講義が終わると、滝谷は部室に寄り顔を出した。
「ついにデートに誘ったぞ、今日がその返事の日だ」
滝谷は言った。
きっと驚かれると思ったが、佐伯は妙な反応をした。
「今日は彼女に会えないぞ」
「え? どうして。店に行ったのか?」
「いや、あれだ。あれ。とにかく彼女のことは忘れた方がいい」
「よく分からないな。一応、店には行くよ」
「あ、待てよ!」
妙な佐伯を残し、彼は喫茶店へ向かった。
喫茶店に入り、エミを探す。
しかし、彼女の姿はどこにもなかった。
「店長、エミさんはどこにいるんですか?」
滝谷は店長に聞いた。
店長は残念そうに口を開いた。
「彼女は不具合が見つかったから、工場の方に返品されたよ」
「工場?」
「あれ? もしかして知らなかったのかい。彼女がアンドロイドだって」
アンドロイド?
彼の頭の中でその言葉が何度も反芻された。
あの彼女が? アンドロイドだって!?
エミの笑顔を思い出す。
そんなばかな。
「まさかからかっているわけじゃないですよね」
「ニュースを見ていないのかい? あの量産型アンドロイドが回収されてるのがニュースになっているはずだけど」
彼はここ数年までニュースを見たことがなかった。
もちろんネットも見たことがない。
だから彼は驚いた。
その時、喫茶店のドアが開き、佐伯がやってきた。
「おい、佐伯。
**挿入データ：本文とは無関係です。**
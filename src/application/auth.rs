//! Registration and login.

use std::sync::Arc;

use argon2::{
    Argon2,
    password_hash::{PasswordHash, PasswordHasher, PasswordVerifier, SaltString, rand_core::OsRng},
};
use thiserror::Error;
use time::OffsetDateTime;
use tracing::info;

use crate::application::repos::{NewUserParams, RepoError, UsersRepo};
use crate::application::tokens::{TokenError, TokenService};
use crate::domain::entities::UserRecord;
use crate::domain::validate::{
    BLANK, FieldErrors, INVALID_EMAIL, MIN_PASSWORD_LEN, REQUIRED, email_is_well_formed,
    password_is_strong_enough,
};

#[derive(Debug, Error)]
pub enum AuthError {
    #[error("validation failed")]
    Validation(FieldErrors),
    /// Unknown email and wrong password are deliberately indistinguishable.
    #[error("invalid credentials")]
    InvalidCredentials,
    #[error("password hashing failed: {0}")]
    Hashing(String),
    #[error(transparent)]
    Repo(#[from] RepoError),
    #[error(transparent)]
    Token(#[from] TokenError),
}

/// Raw registration input; fields are optional so absence can be reported
/// per field instead of failing deserialization wholesale.
#[derive(Debug, Clone, Default)]
pub struct RegisterCommand {
    pub username: Option<String>,
    pub email: Option<String>,
    pub password: Option<String>,
}

#[derive(Debug, Clone, Default)]
pub struct LoginCommand {
    pub email: Option<String>,
    pub password: Option<String>,
}

pub struct AuthService {
    users: Arc<dyn UsersRepo>,
    tokens: Arc<TokenService>,
}

impl AuthService {
    pub fn new(users: Arc<dyn UsersRepo>, tokens: Arc<TokenService>) -> Self {
        Self { users, tokens }
    }

    /// Validate, hash, and persist a new account.
    ///
    /// The password never appears in the returned record's public
    /// projection; duplicate email is reported as a field error so the
    /// registration form can point at the offending input.
    pub async fn register(&self, cmd: RegisterCommand) -> Result<UserRecord, AuthError> {
        let mut errors = FieldErrors::new();

        let username = cmd.username.unwrap_or_default();
        if username.trim().is_empty() {
            errors.push("username", BLANK);
        }

        let email = cmd.email.unwrap_or_default();
        if email.is_empty() {
            errors.push("email", REQUIRED);
        } else if !email_is_well_formed(&email) {
            errors.push("email", INVALID_EMAIL);
        }

        match cmd.password.as_deref() {
            None => errors.push("password", REQUIRED),
            Some(password) if !password_is_strong_enough(password) => errors.push(
                "password",
                format!(
                    "This password is too short. It must contain at least {MIN_PASSWORD_LEN} characters."
                ),
            ),
            Some(_) => {}
        }

        errors.into_result().map_err(AuthError::Validation)?;

        let password = cmd.password.unwrap_or_default();
        let password_hash = hash_password(&password)?;

        match self
            .users
            .create_user(NewUserParams {
                email,
                username,
                password_hash,
                created_at: OffsetDateTime::now_utc(),
            })
            .await
        {
            Ok(user) => {
                info!(target: "curio::auth", user_id = user.id, "registered user");
                Ok(user)
            }
            Err(RepoError::Duplicate { .. }) => {
                let mut errors = FieldErrors::new();
                errors.push("email", "A user with this email already exists.");
                Err(AuthError::Validation(errors))
            }
            Err(other) => Err(other.into()),
        }
    }

    /// Check credentials and issue an access token.
    pub async fn login(&self, cmd: LoginCommand) -> Result<String, AuthError> {
        let mut errors = FieldErrors::new();

        let email = cmd.email.unwrap_or_default();
        if email.is_empty() {
            errors.push("email", REQUIRED);
        }
        let password = cmd.password.unwrap_or_default();
        if password.is_empty() {
            errors.push("password", REQUIRED);
        }

        errors.into_result().map_err(AuthError::Validation)?;

        let user = self
            .users
            .find_by_email(&email)
            .await?
            .ok_or(AuthError::InvalidCredentials)?;

        if !verify_password(&password, &user.password_hash) {
            return Err(AuthError::InvalidCredentials);
        }

        let access = self.tokens.issue(user.id)?;
        info!(target: "curio::auth", user_id = user.id, "issued access token");
        Ok(access)
    }
}

fn hash_password(password: &str) -> Result<String, AuthError> {
    let salt = SaltString::generate(&mut OsRng);
    Argon2::default()
        .hash_password(password.as_bytes(), &salt)
        .map(|hash| hash.to_string())
        .map_err(|err| AuthError::Hashing(err.to_string()))
}

fn verify_password(password: &str, hash: &str) -> bool {
    let Ok(parsed) = PasswordHash::new(hash) else {
        return false;
    };
    Argon2::default()
        .verify_password(password.as_bytes(), &parsed)
        .is_ok()
}

#[cfg(test)]
mod tests {
    use std::collections::HashMap;
    use std::sync::Mutex;

    use async_trait::async_trait;

    use super::*;

    /// In-memory credential store with the same unique-email behavior as
    /// the SQLite adapter.
    #[derive(Default)]
    struct MemoryUsers {
        users: Mutex<HashMap<String, UserRecord>>,
    }

    #[async_trait]
    impl UsersRepo for MemoryUsers {
        async fn create_user(&self, params: NewUserParams) -> Result<UserRecord, RepoError> {
            let mut users = self.users.lock().expect("lock");
            if users.contains_key(&params.email) {
                return Err(RepoError::Duplicate {
                    constraint: "users.email".to_string(),
                });
            }
            let record = UserRecord {
                id: users.len() as i64 + 1,
                email: params.email.clone(),
                username: params.username,
                password_hash: params.password_hash,
                is_staff: false,
                is_superuser: false,
                created_at: params.created_at,
            };
            users.insert(params.email, record.clone());
            Ok(record)
        }

        async fn find_by_email(&self, email: &str) -> Result<Option<UserRecord>, RepoError> {
            Ok(self.users.lock().expect("lock").get(email).cloned())
        }
    }

    fn service() -> AuthService {
        AuthService::new(
            Arc::new(MemoryUsers::default()),
            Arc::new(TokenService::new(
                "auth-test-secret",
                std::time::Duration::from_secs(60),
            )),
        )
    }

    fn valid_registration() -> RegisterCommand {
        RegisterCommand {
            username: Some("testuser".to_string()),
            email: Some("testuser@example.com".to_string()),
            password: Some("testpassword".to_string()),
        }
    }

    #[tokio::test]
    async fn register_persists_and_echoes_identity() {
        let auth = service();
        let user = auth.register(valid_registration()).await.expect("register");
        assert_eq!(user.username, "testuser");
        assert_eq!(user.email, "testuser@example.com");
        assert_ne!(user.password_hash, "testpassword");
    }

    #[tokio::test]
    async fn register_reports_every_invalid_field_at_once() {
        let auth = service();
        let err = auth
            .register(RegisterCommand {
                username: Some(String::new()),
                email: Some("invalid".to_string()),
                password: Some("11".to_string()),
            })
            .await
            .expect_err("must fail");

        let AuthError::Validation(errors) = err else {
            panic!("expected validation error, got {err:?}");
        };
        assert!(errors.contains("username"));
        assert!(errors.contains("email"));
        assert!(errors.contains("password"));
    }

    #[tokio::test]
    async fn register_duplicate_email_is_a_field_error() {
        let auth = service();
        auth.register(valid_registration()).await.expect("first");
        let err = auth
            .register(valid_registration())
            .await
            .expect_err("duplicate");

        let AuthError::Validation(errors) = err else {
            panic!("expected validation error, got {err:?}");
        };
        assert!(errors.contains("email"));
    }

    #[tokio::test]
    async fn login_round_trips_through_the_token_service() {
        let auth = service();
        let user = auth.register(valid_registration()).await.expect("register");

        let access = auth
            .login(LoginCommand {
                email: Some("testuser@example.com".to_string()),
                password: Some("testpassword".to_string()),
            })
            .await
            .expect("login");

        let tokens = TokenService::new("auth-test-secret", std::time::Duration::from_secs(60));
        assert_eq!(tokens.verify(&access), Ok(user.id));
    }

    #[tokio::test]
    async fn login_does_not_say_which_credential_was_wrong() {
        let auth = service();
        auth.register(valid_registration()).await.expect("register");

        let wrong_password = auth
            .login(LoginCommand {
                email: Some("testuser@example.com".to_string()),
                password: Some("wrongpassword".to_string()),
            })
            .await
            .expect_err("wrong password");
        let unknown_email = auth
            .login(LoginCommand {
                email: Some("nobody@example.com".to_string()),
                password: Some("testpassword".to_string()),
            })
            .await
            .expect_err("unknown email");

        assert!(matches!(wrong_password, AuthError::InvalidCredentials));
        assert!(matches!(unknown_email, AuthError::InvalidCredentials));
    }

    #[tokio::test]
    async fn login_reports_missing_fields_per_field() {
        let auth = service();
        let err = auth
            .login(LoginCommand {
                email: Some("testuser@example.com".to_string()),
                password: None,
            })
            .await
            .expect_err("missing password");

        let AuthError::Validation(errors) = err else {
            panic!("expected validation error, got {err:?}");
        };
        assert!(errors.contains("password"));
        assert!(!errors.contains("email"));
    }
}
初めっからアンドロイドだって気付いていたのか?」
「悪い。お前の反応が面白くてずっと黙ってた。ごめんよ」
「嘘だろ?」
だが、彼女がアンドロイドなら納得のいくことも多々ある。
あの雨の日にすれ違ったエミは、別の量産型アンドロイドだったのだ。そして、彼女が映画を今までに一度も見ていないと言ったのも、なぜこの街にきたのかも納得できた。
「ほら、ネットニュースにもなってる」
佐伯はスマホの画面を見せてきた。
その画面には、写真が載っていた。工場に大量に並べられたそのアンドロイドの姿は、まさしく彼が恋に落ちていたエミそのものだった。
彼は気が遠くなるのを感じた。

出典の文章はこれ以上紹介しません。